Cossington Smith also drew caricatures of some leading, international, wartime figures c.1919. They include the American President, Woodrow Wilson, and a double-page spread featuring, on the left, Field Marshall General Sir John French, commander-in-chief of the British Expeditionary Forces at the beginning of the war, and, on the right, Lord John Fisher, First Lord of the Admiralty. Cossington Smith’s Wilson as The Idealist looks ineffectual as, with his hands clasped in front of him and his feet together, he says: 'I am an Idealist/ -it’s my Temperament/ -I can’t help it./ During the/ Great War I/ helped by writing/ Notes./ When Peace came/ I helped by pointing/ out “14 Points”, & by/ making acute/ situations more acute./ I invented the League/ of Nations. Another of/ my high ideals is “to/ make the world safe/ in Democracy” -/ I am “too proud/ to fight”. When others/ have done the fighting/ I step in & say/ what should be done./ This is my Chief Role/ -I love it -it makes/ me feel so/ acutely idealistic’. French, who resigned as commander-in-chief of the British Expeditionary Force after a series of military defeats in France and Belgium, is pictured at his writing desk, proclaiming '“I am really/ a Great Soldier/ – but lately I’ve/ taken to writing/ books about/ things that needn’t/ be written about”’. The reference is to his book 1914 (1919) in which he revealed details of his protracted, wartime quarrel with General Sir Horace Smith-Dorrien, an account described in The Dictionary of National Biography as ill-judged and deplorable. Cossington Smith seems to have been more enamoured of Lord Fisher (there is some speculation he may have been a relative of her mother’s.), who holds a book labelled 'MEMOIRS’ and states: ''I have also taken to/ writing books, but my real/ business is THE NAVY./ -I am the Creator/ of the Navy as it is To-day.’'

Her cartoon, The Davis Cup goes home , is stylistically similar to her war drawings and was presumably drawn in 1920, the year the Cup was won by the United States after being retained by Australia from 1914 to 1919 (no competition was held in 1915-18 because of the war). Australia is represented by a kangaroo holding a tennis racquet looking back at his 'Uncle Sam’ competitor who strides off, cigar in mouth, holding the Cup and saying: '(The Yank) – “I guess this little trinket belongs to me again”-’.

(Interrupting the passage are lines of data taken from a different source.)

//! Masked arrays: data with a congruent boolean missing-value mask.
//!
//! Gridded model output routinely carries missing cells (ice-free ocean,
//! fill values). A [`Masked`] pairs an `ndarray` array with a boolean mask of
//! identical shape, where `true` marks a cell as missing/invalid.

use ndarray::{Array, Dimension, Ix1, Ix2, IxDyn};

use crate::error::{FlowlineError, Result};

/// An array of `f64` values with a congruent boolean mask.
#[derive(Debug, Clone)]
pub struct Masked<D: Dimension> {
    /// The data values. Entries behind masked cells are unspecified.
    pub data: Array<f64, D>,
    /// The mask: `true` marks a missing/invalid cell.
    pub mask: Array<bool, D>,
}

/// A masked 1-D array (e.g. values along a profile).
pub type Masked1 = Masked<Ix1>;
/// A masked 2-D array (e.g. a mapplane field).
pub type Masked2 = Masked<Ix2>;
/// A masked dynamic-rank array (e.g. a variable with time/level axes).
pub type MaskedD = Masked<IxDyn>;

impl<D: Dimension> Masked<D> {
    /// Pair data with a mask, checking that their shapes agree.
    pub fn new(data: Array<f64, D>, mask: Array<bool, D>) -> Result<Self> {
        if data.shape() != mask.shape() {
            return Err(FlowlineError::DimensionMismatch {
                message: format!(
                    "data shape {:?} does not match mask shape {:?}",
                    data.shape(),
                    mask.shape()
                ),
            });
        }
        Ok(Self { data, mask })
    }

    /// Wrap data with an all-false mask.
    pub fn unmasked(data: Array<f64, D>) -> Self {
        let mask = Array::from_elem(data.raw_dim(), false);
        Self { data, mask }
    }

    /// Mask every cell equal to `fill_value`.
    pub fn from_fill_value(data: Array<f64, D>, fill_value: f64) -> Self {
        let mask = data.map(|&v| v == fill_value);
        Self { data, mask }
    }

    /// Mask every cell for which the predicate holds.
    pub fn from_predicate<F>(data: Array<f64, D>, predicate: F) -> Self
    where
        F: Fn(f64) -> bool,
    {
        let mask = data.map(|&v| predicate(v));
        Self { data, mask }
    }

    /// Whether any cell is masked.
    pub fn any_masked(&self) -> bool {
        self.mask.iter().any(|&m| m)
    }

    /// Number of masked cells.
    pub fn masked_count(&self) -> usize {
        self.mask.iter().filter(|&&m| m).count()
    }

    /// The data with masked cells replaced by `value`.
    pub fn filled(&self, value: f64) -> Array<f64, D> {
        let mut out = self.data.clone();
        out.zip_mut_with(&self.mask, |v, &m| {
            if m {
                *v = value;
            }
        });
        out
    }

    /// Convert to a dynamic-rank masked array.
    pub fn into_dyn(self) -> MaskedD {
        Masked {
            data: self.data.into_dyn(),
            mask: self.mask.into_dyn(),
        }
    }
}

impl MaskedD {
    /// Convert a dynamic-rank masked array to a fixed rank.
    pub fn into_dimensionality<D2: Dimension>(self) -> Result<Masked<D2>> {
        let shape = self.data.shape().to_vec();
        let data = self.data.into_dimensionality::<D2>().map_err(|_| {
            FlowlineError::DimensionMismatch {
                message: format!("array of shape {:?} has the wrong rank", shape),
            }
        })?;
        let mask = self.mask.into_dimensionality::<D2>().map_err(|_| {
            FlowlineError::DimensionMismatch {
                message: format!("mask of shape {:?} has the wrong rank", shape),
            }
        })?;
        Ok(Masked { data, mask })
    }
}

Two pencil drawings that parallel May Gibbs’s gumnut babies, Xmas Belle and ''What a Xmas Belle you are’' , were presumably drawn c.1930; the undated NGA sketchbook 51 in which they appear contains a flier for the 1930 Empire Fête, held at St James’s Church, Turramurra.

Daniel Thomas held a retrospective exhibition of her work at the Art Gallery of NSW in 1973 and a drawing exhibition at the NGA in 1993 (see Grace Cossington Smith: A Life from drawings in the collection of the National Gallery of Australia , Canberra, 1993).